Working from the listing below, pick each line containing the word "projects" and copy it.
BEGIN
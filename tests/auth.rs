use tower::ServiceExt;

mod common;

use crate::common::*;

#[tokio::test]
async fn signup_creates_account_and_session() {
    let pool = test_pool().await;
    let (app, _files) = test_router(pool);

    let request = json_request(
        "POST",
        "/signup",
        None,
        serde_json::json!({ "email": "new@example.com", "password": "Password123" }),
    );
    let response = app.oneshot(request).await.unwrap();
    assert_eq!(response.status(), http::StatusCode::CREATED);

    let set_cookie = response
        .headers()
        .get("set-cookie")
        .unwrap()
        .to_str()
        .unwrap()
        .to_string();
    assert!(extract_session_id_from_cookie(&set_cookie).is_some());

    let body = body_json(response).await;
    assert!(body["user_id"].is_string());
}

#[tokio::test]
async fn signup_rejects_weak_password() {
    let pool = test_pool().await;
    let (app, _files) = test_router(pool);

    let request = json_request(
        "POST",
        "/signup",
        None,
        serde_json::json!({ "email": "weak@example.com", "password": "password" }),
    );
    let response = app.oneshot(request).await.unwrap();
    assert_eq!(response.status(), http::StatusCode::BAD_REQUEST);

    let body = body_json(response).await;
    assert_eq!(body["code"], "validation");
}

#[tokio::test]
async fn signup_rejects_duplicate_email() {
    let pool = test_pool().await;
    let (app, _files) = test_router(pool.clone());
    create_user(&pool, "taken@example.com", "Password123").await;

    let request = json_request(
        "POST",
        "/signup",
        None,
        serde_json::json!({ "email": "taken@example.com", "password": "Password456" }),
    );
    let response = app.oneshot(request).await.unwrap();
    assert_eq!(response.status(), http::StatusCode::BAD_REQUEST);
}

#[tokio::test]
async fn login_with_wrong_password_gets_generic_message() {
    let pool = test_pool().await;
    let (app, _files) = test_router(pool.clone());
    create_user(&pool, "login@example.com", "Password123").await;

    let request = json_request(
        "POST",
        "/login",
        None,
        serde_json::json!({ "email": "login@example.com", "password": "WrongPassword1" }),
    );
    let response = app.clone().oneshot(request).await.unwrap();
    assert_eq!(response.status(), http::StatusCode::BAD_REQUEST);
    let body = body_json(response).await;
    assert_eq!(body["error"], "Invalid email or password");

    // Unknown account gets the same body; no way to probe which emails exist.
    let request = json_request(
        "POST",
        "/login",
        None,
        serde_json::json!({ "email": "nobody@example.com", "password": "WrongPassword1" }),
    );
    let response = app.oneshot(request).await.unwrap();
    assert_eq!(response.status(), http::StatusCode::BAD_REQUEST);
    let body = body_json(response).await;
    assert_eq!(body["error"], "Invalid email or password");
}

#[tokio::test]
async fn api_requests_without_session_are_401() {
    let pool = test_pool().await;
    let (app, _files) = test_router(pool);

    for uri in [
        "/api/organizations",
        "/api/clients",
        "/api/projects",
        "/api/tasks",
        "/api/invoices",
        "/api/attachments",
    ] {
        let response = app
            .clone()
            .oneshot(bare_request("GET", uri, None))
            .await
            .unwrap();
        assert_eq!(response.status(), http::StatusCode::UNAUTHORIZED, "{uri}");
        let body = body_json(response).await;
        assert_eq!(body["code"], "unauthenticated");
    }
}

#[tokio::test]
async fn stale_session_cookie_is_401() {
    let pool = test_pool().await;
    let (app, _files) = test_router(pool);

    let response = app
        .oneshot(bare_request(
            "GET",
            "/api/clients",
            Some("session_id=not-a-real-session"),
        ))
        .await
        .unwrap();
    assert_eq!(response.status(), http::StatusCode::UNAUTHORIZED);
}

#[tokio::test]
async fn logout_invalidates_the_session() {
    let pool = test_pool().await;
    let (app, _files) = test_router(pool.clone());
    let (_user_id, cookie) = authenticated_user(&pool, &app, "out@example.com", "Password123").await;

    let response = app
        .clone()
        .oneshot(bare_request("POST", "/logout", Some(&cookie)))
        .await
        .unwrap();
    assert_eq!(response.status(), http::StatusCode::NO_CONTENT);

    // The session row is gone; the old cookie resolves to no identity.
    let response = app
        .oneshot(bare_request("GET", "/api/clients", Some(&cookie)))
        .await
        .unwrap();
    assert_eq!(response.status(), http::StatusCode::UNAUTHORIZED);
}

#[tokio::test]
async fn account_without_memberships_sees_empty_lists() {
    let pool = test_pool().await;
    let (app, _files) = test_router(pool.clone());

    // Another tenant has data.
    let org = create_organization(&pool, "Acme", "acme").await;
    let owner = create_user(&pool, "owner@example.com", "Password123").await;
    add_member(&pool, &org, &owner, "owner").await;

    let (_user_id, cookie) =
        authenticated_user(&pool, &app, "fresh@example.com", "Password123").await;

    for uri in ["/api/organizations", "/api/clients", "/api/projects", "/api/tasks", "/api/invoices"] {
        let response = app
            .clone()
            .oneshot(bare_request("GET", uri, Some(&cookie)))
            .await
            .unwrap();
        assert_eq!(response.status(), http::StatusCode::OK, "{uri}");
        let body = body_json(response).await;
        assert_eq!(body, serde_json::json!([]), "{uri}");
    }
}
END
* Result of this task *
        "/api/projects",
    for uri in ["/api/organizations", "/api/clients", "/api/projects", "/api/tasks", "/api/invoices"] {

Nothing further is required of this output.